2.6.2. Negative and positive controls are captured well by Bayes factors for individual SNPs
We compare hypotheses by evaluating the evidence for one hypothesis over another. Here, we use logarithm base 10 of the BF for hypothesis 2 over hypothesis 1, log10BF21, meaning that a value of zero arises when the data give no evidence either way, a negative value when the data is consistent with expected error rates and a positive value if graft-mobile transcripts are present, figure 2.

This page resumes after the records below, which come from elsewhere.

// DuckCounter: nesting-safe music ducking
//
// Each active reason (narration, an input phase, a caller's manual duck)
// holds one increment. The music bus is ducked on the 0 -> 1 edge and
// restored on the 1 -> 0 edge, independent of which caller incremented.

/// Edge produced by a counter update.
#[derive(Debug, Clone, Copy, PartialEq, Eq)]
pub enum DuckChange {
    /// 0 -> 1: apply ducked gain
    Engaged,
    /// Counter moved but stayed above zero
    Held,
    /// 1 -> 0: restore baseline gain
    Released,
    /// Release requested with nothing ducked; counter unchanged
    Unbalanced,
}

#[derive(Debug, Clone, Copy, Default, PartialEq, Eq)]
pub struct DuckCounter {
    level: u32,
}

impl DuckCounter {
    pub fn new() -> Self {
        Self::default()
    }

    pub fn level(&self) -> u32 {
        self.level
    }

    pub fn is_ducked(&self) -> bool {
        self.level > 0
    }

    pub fn increment(&mut self) -> DuckChange {
        self.level = self.level.saturating_add(1);
        if self.level == 1 {
            DuckChange::Engaged
        } else {
            DuckChange::Held
        }
    }

    pub fn decrement(&mut self) -> DuckChange {
        match self.level {
            0 => DuckChange::Unbalanced,
            1 => {
                self.level = 0;
                DuckChange::Released
            }
            _ => {
                self.level -= 1;
                DuckChange::Held
            }
        }
    }

    /// Apply `duck(active)` semantics.
    pub fn apply(&mut self, active: bool) -> DuckChange {
        if active {
            self.increment()
        } else {
            self.decrement()
        }
    }
}
//! Capability interface between the coordinator and the audio backend.

use futures::future::BoxFuture;

use super::request::{PlaybackId, PlaybackRequest};
use crate::error::PlaybackError;

/// Trait implemented by audio output backends.
///
/// The coordinator owns all sequencing rules; a port only has to play what it
/// is given. [`SimulatedAudioPort`](super::SimulatedAudioPort) implements it
/// for tests and headless runs.
pub trait AudioPort: Send + Sync {
    /// Start playing `request` and resolve on natural completion.
    ///
    /// Playback is considered started when this method is called. Dropping
    /// the returned future abandons it; the coordinator then calls
    /// [`stop`](Self::stop) to release device resources.
    fn play(&self, request: &PlaybackRequest) -> BoxFuture<'static, Result<(), PlaybackError>>;

    /// Stop a request that was abandoned before completing.
    fn stop(&self, id: PlaybackId);

    /// Apply gain to the background music bus.
    fn set_music_gain(&self, gain: f32);

    /// Release device resources at shutdown.
    fn release(&self) -> BoxFuture<'_, ()>;
}
// Persistence error types and constants

use crate::error::ErrorCode;
use log::error;
use std::fmt;

/// Persistence error code constants
///
/// Error code range: 4001-4009
pub struct PersistenceErrorCodes {}

impl PersistenceErrorCodes {
    /// Store stayed busy/locked for every retry attempt
    pub const UNAVAILABLE: i32 = 4001;

    /// Stored data is corrupt
    pub const CORRUPT: i32 = 4002;

    /// Store access was denied by the OS
    pub const DENIED: i32 = 4003;

    /// Gateway has been drained at shutdown
    pub const CLOSED: i32 = 4004;
}

/// Log a persistence error with structured context
pub fn log_persistence_error(err: &PersistenceError, context: &str) {
    error!(
        "Persistence error in {}: code={}, component=PersistenceGateway, message={}",
        context,
        err.code(),
        err.message()
    );
}

/// Errors surfaced by the persistence gateway
///
/// Every variant guarantees the stored value is unchanged by the failed call.
#[derive(Debug, Clone, PartialEq, Eq)]
pub enum PersistenceError {
    /// Transient contention outlasted the retry budget
    Unavailable { attempts: u32 },

    /// Stored data is corrupt; never retried
    Corrupt { details: String },

    /// Permission denied; never retried
    Denied { details: String },

    /// Gateway no longer accepts writes
    Closed,
}

impl PersistenceError {
    /// Whether the failure is permanent and should not be offered as a retry
    pub fn is_permanent(&self) -> bool {
        matches!(
            self,
            PersistenceError::Corrupt { .. } | PersistenceError::Denied { .. }
        )
    }
}

impl ErrorCode for PersistenceError {
    fn code(&self) -> i32 {
        match self {
            PersistenceError::Unavailable { .. } => PersistenceErrorCodes::UNAVAILABLE,
            PersistenceError::Corrupt { .. } => PersistenceErrorCodes::CORRUPT,
            PersistenceError::Denied { .. } => PersistenceErrorCodes::DENIED,
            PersistenceError::Closed => PersistenceErrorCodes::CLOSED,
        }
    }

    fn message(&self) -> String {
        match self {
            PersistenceError::Unavailable { attempts } => {
                format!("Store busy after {} attempts; nothing was written", attempts)
            }
            PersistenceError::Corrupt { details } => format!("Store is corrupt: {}", details),
            PersistenceError::Denied { details } => format!("Store access denied: {}", details),
            PersistenceError::Closed => "Persistence gateway is closed".to_string(),
        }
    }
}

impl fmt::Display for PersistenceError {
    fn fmt(&self, f: &mut fmt::Formatter<'_>) -> fmt::Result {
        write!(
            f,
            "PersistenceError::{:?} (code {}): {}",
            self,
            self.code(),
            self.message()
        )
    }
}

impl std::error::Error for PersistenceError {}

#[cfg(test)]
mod tests {
    use super::*;

    #[test]
    fn test_permanent_classification() {
        assert!(!PersistenceError::Unavailable { attempts: 5 }.is_permanent());
        assert!(PersistenceError::Corrupt {
            details: "x".to_string()
        }
        .is_permanent());
        assert!(PersistenceError::Denied {
            details: "x".to_string()
        }
        .is_permanent());
        assert!(!PersistenceError::Closed.is_permanent());
    }

    #[test]
    fn test_unavailable_message_reports_attempts() {
        let err = PersistenceError::Unavailable { attempts: 3 };
        assert_eq!(err.code(), PersistenceErrorCodes::UNAVAILABLE);
        assert!(err.message().contains("3 attempts"));
    }
}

To investigate whether the BF calculation would correctly assign a negative value for cases where there are only errors (no graft-mobile transcripts), we generated datasets (see §3) for different error rates and different read depths. Data were generated that represent both homograft combinations to infer their posterior distributions for the error rates. Separate data were generated from the same process with the same error rates for each SNP and treated as heterograft data. We found that the BFs from most simulated datasets correctly favour hypothesis 1 that the observed data arose from a process with consistent error rates between homo- and heterograft data. However, as expected, there are several exceptions due to the stochastic nature of the simulations, electronic supplementary material, figure S5. The variability in BFs depends on how well the read depth captures the underlying error rate, for instance an error rate of q = 0.01 will not be well represented by a read depth of 100 or less.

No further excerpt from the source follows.